「Winny」や「Share」などのファイル共有ソフトは、特定のサーバーにファイルをアップロードしなくても、パソコン間でファイルをやりとりできる機能を提供する。それ自体は、ファイルをやり取りする手段のひとつに過ぎないが、もっぱら違法なファイルのやりとりに使われているのが現状だ。
そんなアンダーグラウンドの世界では、興味をひきそうな名前を付けてウイルスに放流する行為も横行しており、ファイル名をたよりにダウンロードし、無造作に開いてしまうユーザーたちを狙っている。
ウイルス作者の摘発例は少ないが、ファイル共有ソフトがらみでは、2008年1月にWinny(ウィニー)のネットワークにウイルスを流していた男が逮捕されている。ウイルスに人気アニメの画像を無断使用した著作権法違反と、同級生の顔写真や住所、電話番号を記載した名誉毀損で、懲役2年・執行猶予3年が確定した。執行猶予中にも関わらず、男はウイルスの放流を再開し、昨年8月に器物損壊容疑で逮捕。今月20日に、懲役2年6か月の実刑判決が言い渡された。
今月17日には、Share(シェア)にウイルスを放流していた容疑者が、不正指令電磁的記録保管罪容疑で逮捕された。不正指令電磁的記録保管罪は、14日に施行された改正刑法、いわゆる「ウイルス作成罪」の一部だ。

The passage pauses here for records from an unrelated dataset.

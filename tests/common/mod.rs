#![allow(dead_code)]

pub mod temp_files {
    use std::path::PathBuf;
    use tempfile::TempDir;

    /// A temporary directory holding spec files; removed on drop.
    pub struct SpecDir {
        dir: TempDir,
    }

    impl SpecDir {
        pub fn new() -> Self {
            Self {
                dir: tempfile::tempdir().unwrap(),
            }
        }

        pub fn path(&self) -> PathBuf {
            self.dir.path().to_path_buf()
        }

        /// Write `content` to `name` inside the directory and return its path.
        pub fn write(&self, name: &str, content: &str) -> PathBuf {
            let path = self.dir.path().join(name);
            std::fs::write(&path, content).unwrap();
            path
        }

        pub fn write_bytes(&self, name: &str, content: &[u8]) -> PathBuf {
            let path = self.dir.path().join(name);
            std::fs::write(&path, content).unwrap();
            path
        }
    }
}

pub mod handlers {
    use serde_json::json;
    use specroute::host::HandlerRegistry;
    use specroute::swagger::{ErrorObserver, RequestFailure};
    use std::sync::{Arc, Mutex};

    /// Registry whose handlers answer with `{"handler": <name>}`.
    pub fn named(names: &[&str]) -> HandlerRegistry {
        let mut registry = HandlerRegistry::new();
        for name in names {
            let label = name.to_string();
            registry.insert(*name, move |_req, res, _next| {
                res.json(json!({ "handler": label }));
                Ok(())
            });
        }
        registry
    }

    /// Observer that records failure messages.
    pub fn recording_observer() -> (ErrorObserver, Arc<Mutex<Vec<String>>>) {
        let seen = Arc::new(Mutex::new(Vec::new()));
        let sink = Arc::clone(&seen);
        let observer: ErrorObserver = Arc::new(move |failure: &RequestFailure| {
            sink.lock().unwrap().push(failure.to_string());
        });
        (observer, seen)
    }
}
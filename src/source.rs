//! Spec document resolution shared by both loaders.
//!
//! Inline specs are used as-is. Otherwise a filename (or the configured
//! default) is resolved to an absolute path, read with the configured
//! encoding and parsed. `.yaml` / `.yml` files go through `serde_yaml`,
//! everything else through `serde_json`.

use crate::config::LoaderConfig;
use crate::error::LoadError;
use serde_json::Value;
use std::path::{Path, PathBuf};
use tracing::{debug, info};

/// Resolve `filename` against the configured root directory (or the process
/// working directory). An empty or absent filename selects `default`.
pub fn resolve_path(config: &LoaderConfig, filename: Option<&Path>, default: &str) -> PathBuf {
    let name: &Path = match filename {
        Some(f) if !f.as_os_str().is_empty() => f,
        _ => Path::new(default),
    };
    if name.is_absolute() {
        return name.to_path_buf();
    }
    let base = config
        .root_dir
        .clone()
        .or_else(|| std::env::current_dir().ok())
        .unwrap_or_default();
    base.join(name)
}

/// Read and parse the spec file at `path`.
pub fn read_document(config: &LoaderConfig, path: &Path) -> Result<Value, LoadError> {
    if !path.exists() {
        return Err(LoadError::NotFound {
            path: path.to_path_buf(),
        });
    }

    let bytes = std::fs::read(path).map_err(|source| LoadError::Io {
        path: path.to_path_buf(),
        source,
    })?;
    let size_bytes = bytes.len();
    let content = config
        .file_encoding
        .decode(bytes)
        .map_err(|e| LoadError::parse(path, e))?;

    let value: Value = if is_yaml(path) {
        serde_yaml::from_str(&content).map_err(|e| LoadError::parse(path, e))?
    } else {
        serde_json::from_str(&content).map_err(|e| LoadError::parse(path, e))?
    };

    info!(
        path = %path.display(),
        size_bytes,
        encoding = ?config.file_encoding,
        "Spec file loaded"
    );
    Ok(value)
}

/// Inline document when given, otherwise the resolved file.
pub fn resolve_document(
    config: &LoaderConfig,
    inline: Option<Value>,
    filename: Option<&Path>,
    default: &str,
) -> Result<(Value, Option<PathBuf>), LoadError> {
    if let Some(value) = inline {
        debug!("Using inline spec");
        return Ok((value, None));
    }
    let path = resolve_path(config, filename, default);
    let value = read_document(config, &path)?;
    Ok((value, Some(path)))
}

fn is_yaml(path: &Path) -> bool {
    matches!(
        path.extension().and_then(|e| e.to_str()),
        Some("yaml") | Some("yml")
    )
}
use regex::Regex;
use std::collections::HashMap;

/// Host path pattern compiled to a regex.
///
/// Syntax: `/users/:id/posts/:postId`. A `*` segment matches the rest of the
/// path and is captured under the name `"0"` (then `"1"`, ...). Matching is
/// case-insensitive and tolerates one trailing slash.
#[derive(Debug, Clone)]
pub struct PathPattern {
    source: String,
    regex: Regex,
    param_names: Vec<String>,
}

impl PathPattern {
    /// Pattern matching the whole path.
    pub fn exact(path: &str) -> Result<Self, regex::Error> {
        Self::compile(path, false)
    }

    /// Pattern matching `path` and anything below it on a segment boundary.
    pub fn prefix(path: &str) -> Result<Self, regex::Error> {
        Self::compile(path, true)
    }

    fn compile(path: &str, prefix: bool) -> Result<Self, regex::Error> {
        let mut pattern = String::with_capacity(path.len() + 16);
        pattern.push_str("(?i)^");
        let mut param_names = Vec::with_capacity(path.matches(':').count());
        let mut wildcards = 0usize;

        for segment in path.split('/') {
            if segment.is_empty() {
                continue;
            }
            if let Some(name) = segment.strip_prefix(':') {
                pattern.push_str("/([^/]+)");
                param_names.push(name.to_string());
            } else if segment == "*" {
                pattern.push_str("/(.*)");
                param_names.push(wildcards.to_string());
                wildcards += 1;
            } else {
                pattern.push('/');
                pattern.push_str(&regex::escape(segment));
            }
        }

        if prefix {
            pattern.push_str("(?:/.*)?$");
        } else {
            pattern.push_str("/?$");
        }

        Ok(Self {
            source: path.to_string(),
            regex: Regex::new(&pattern)?,
            param_names,
        })
    }

    pub fn as_str(&self) -> &str {
        &self.source
    }

    pub fn param_names(&self) -> &[String] {
        &self.param_names
    }

    /// Match `path`, returning percent-decoded captures by name.
    pub fn captures(&self, path: &str) -> Option<HashMap<String, String>> {
        let captures = self.regex.captures(path)?;
        let mut params = HashMap::with_capacity(self.param_names.len());
        for (i, name) in self.param_names.iter().enumerate() {
            if let Some(val) = captures.get(i + 1) {
                let decoded = urlencoding::decode(val.as_str())
                    .map(|v| v.into_owned())
                    .unwrap_or_else(|_| val.as_str().to_string());
                params.insert(name.clone(), decoded);
            }
        }
        Some(params)
    }

    pub fn is_match(&self, path: &str) -> bool {
        self.regex.is_match(path)
    }
}

#[cfg(test)]
mod tests {
    use super::PathPattern;

    #[test]
    fn test_root_path() {
        let p = PathPattern::exact("/").unwrap();
        assert!(p.is_match("/"));
        assert!(!p.is_match("/x"));
        assert!(p.param_names().is_empty());
    }

    #[test]
    fn test_parameterized_path() {
        let p = PathPattern::exact("/users/:id/posts/:postId").unwrap();
        let params = p.captures("/users/7/posts/a%20b").unwrap();
        assert_eq!(params["id"], "7");
        assert_eq!(params["postId"], "a b");
        assert_eq!(p.param_names(), ["id", "postId"]);
    }

    #[test]
    fn test_literal_segments_are_escaped() {
        let p = PathPattern::exact("/swagger.json").unwrap();
        assert!(p.is_match("/swagger.json"));
        assert!(!p.is_match("/swaggerxjson"));
    }

    #[test]
    fn test_trailing_slash_and_case() {
        let p = PathPattern::exact("/abc").unwrap();
        assert!(p.is_match("/abc/"));
        assert!(p.is_match("/ABC"));
        assert!(!p.is_match("/abc/d"));
    }

    #[test]
    fn test_prefix_respects_segment_boundary() {
        let p = PathPattern::prefix("/api").unwrap();
        assert!(p.is_match("/api"));
        assert!(p.is_match("/api/users/1"));
        assert!(!p.is_match("/apis"));
        assert!(PathPattern::prefix("/").unwrap().is_match("/anything"));
    }

    #[test]
    fn test_wildcard_capture() {
        let p = PathPattern::exact("/files/*").unwrap();
        let params = p.captures("/files/a/b.txt").unwrap();
        assert_eq!(params["0"], "a/b.txt");
    }
}
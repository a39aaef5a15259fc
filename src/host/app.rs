use super::path::PathPattern;
use super::request::{Request, Response};
use super::{Handler, HostMethod, Next, RouteHost};
use serde_json::json;
use std::fmt;
use std::sync::Arc;
use tracing::{debug, error, info, warn};

struct Layer {
    method: HostMethod,
    pattern: PathPattern,
    handler: Handler,
}

/// Result of dispatching one request through an [`App`].
#[derive(Debug, Clone, PartialEq)]
pub enum Dispatch {
    /// A handler (or the default error responder) answered.
    Responded(Response),
    /// A handler returned without answering and without calling `next`.
    /// An HTTP client would be left waiting.
    Unanswered,
    /// No layer matched, or every matching layer passed on.
    NotFound,
}

impl Dispatch {
    pub fn response(&self) -> Option<&Response> {
        match self {
            Dispatch::Responded(res) => Some(res),
            _ => None,
        }
    }
}

/// In-process application host.
///
/// Layers are kept in registration order and the first matching layer runs
/// first. A handler that calls [`Next::call`] passes the request on to the
/// next matching layer.
#[derive(Default)]
pub struct App {
    layers: Vec<Layer>,
}

impl App {
    pub fn new() -> Self {
        Self::default()
    }

    /// Registered `(method, path)` pairs in registration order.
    pub fn routes(&self) -> Vec<(HostMethod, String)> {
        self.layers
            .iter()
            .map(|l| (l.method, l.pattern.as_str().to_string()))
            .collect()
    }

    pub fn len(&self) -> usize {
        self.layers.len()
    }

    pub fn is_empty(&self) -> bool {
        self.layers.is_empty()
    }

    /// Run `req` through the matching layers.
    ///
    /// The request is borrowed mutably so callers can inspect what handlers
    /// wrote onto it (path params, the Swagger scratch).
    pub fn dispatch(&self, req: &mut Request) -> Dispatch {
        debug!(method = %req.method, path = %req.path, "Dispatch attempt");

        for layer in &self.layers {
            if !layer.method.accepts(&req.method) {
                continue;
            }
            let Some(params) = layer.pattern.captures(&req.path) else {
                continue;
            };
            req.params = params;

            let mut res = Response::new();
            let next = Next::new();
            if let Err(err) = (layer.handler)(&mut *req, &mut res, &next) {
                error!(
                    method = %req.method,
                    path = %req.path,
                    route_pattern = %layer.pattern.as_str(),
                    error = %err,
                    "Handler failed"
                );
                let mut failure = Response::new();
                failure
                    .status(500)
                    .json(json!({ "error": "Internal Server Error", "details": err.to_string() }));
                return Dispatch::Responded(failure);
            }

            if res.is_sent() {
                info!(
                    method = %req.method,
                    path = %req.path,
                    route_pattern = %layer.pattern.as_str(),
                    status = res.status_code(),
                    "Request answered"
                );
                return Dispatch::Responded(res);
            }
            if !next.was_called() {
                warn!(
                    method = %req.method,
                    path = %req.path,
                    route_pattern = %layer.pattern.as_str(),
                    "Handler returned without responding"
                );
                return Dispatch::Unanswered;
            }
        }

        warn!(method = %req.method, path = %req.path, "No route matched");
        Dispatch::NotFound
    }
}

impl RouteHost for App {
    fn route(&mut self, method: HostMethod, path: &str, handler: Handler) {
        let pattern = match method {
            HostMethod::Use => PathPattern::prefix(path),
            _ => PathPattern::exact(path),
        };
        match pattern {
            Ok(pattern) => {
                debug!(method = %method, path = %path, "Route registered");
                self.layers.push(Layer {
                    method,
                    pattern,
                    handler,
                });
            }
            Err(err) => {
                error!(method = %method, path = %path, error = %err, "Unusable route path");
            }
        }
    }
}

impl fmt::Debug for App {
    fn fmt(&self, f: &mut fmt::Formatter<'_>) -> fmt::Result {
        f.debug_struct("App").field("routes", &self.routes()).finish()
    }
}

impl Clone for Layer {
    fn clone(&self) -> Self {
        Self {
            method: self.method,
            pattern: self.pattern.clone(),
            handler: Arc::clone(&self.handler),
        }
    }
}

impl Clone for App {
    fn clone(&self) -> Self {
        Self {
            layers: self.layers.clone(),
        }
    }
}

このほかには、ID・パスワードを盗み取るウイルスを流していた高校生が2008年10月に不正アクセス容疑で摘発。デスクトップのスクリーンショットや個人情報を流出させる「Kenzero」ウイルスを流し、著作権侵害の和解金名目で現金を詐取した男2人が、昨年5月に詐欺容疑で摘発されている。
■Winnyにウイルス放流、「イカタコウイルス」の作成者に実刑
通称「イカタコウイルス」と呼ばれるウイルスを作成し、他人のパソコン内のデータを使用できなくしたとして、器物損壊罪に問われた元会社員の被告(28歳)の判決公判が20日、東京地裁で開かれ、岡部豪裁判長は被告に懲役2年6か月(求刑懲役3年)の判決を言い渡した。
判決によると、被告は昨年5月から7月にかけてウイルスを放流し、感染した北海道、神奈川、群馬の男性3人のパソコン内に保存されたデータを破壊し使用不能にした。
このウイルスは、違法配信された動画や音楽ファイルなどに見せかけ、ファイル共有ソフト Winnyのネットワーク上に放流されたもの。ダウンロードして視聴しようとすると感染し、パソコン内のデータファイルをイカやタコなどの魚介類の画像に書き換えてしまう。
弁護側は、パソコンやハードディスクなどの有体物とデータなどの電磁的記録は、刑法上区別されており、データの損壊は有体物を対象とした器物損壊に当たらないとして無罪を主張。これに対し岡部判長は、ハードディスクの機能として「保存データの随時読み出し」と「新たなデータの書き込み」の2点をあげ、ウイルス感染によって、いずれの機能も害され、復元も容易ではないと指摘し弁護側の主張を退けた。
■Shareにウイルス放流、岐阜県大垣市の男を逮捕
警視庁サイバー犯罪対策課は17日、他人のパソコンに感染させる目的でウイルスを保管していたとして、岐阜県大垣市の無職の男(38歳)を不正指令電磁的記録保管の現行犯で逮捕した。
各社の報道によると、Shareによる著作権法違反容疑で自宅を家宅捜索した際に、児童ポルノのファイルに見せかけたウイルスが見つかったという。このウイルスに感染すると、パソコンがフリーズするまで次々にウインドウを開き続けるらしく、「イカタコウイルス」のような破壊活動や情報漏えいなどは行わないようだ。これまでに約2000人が感染したと見られている。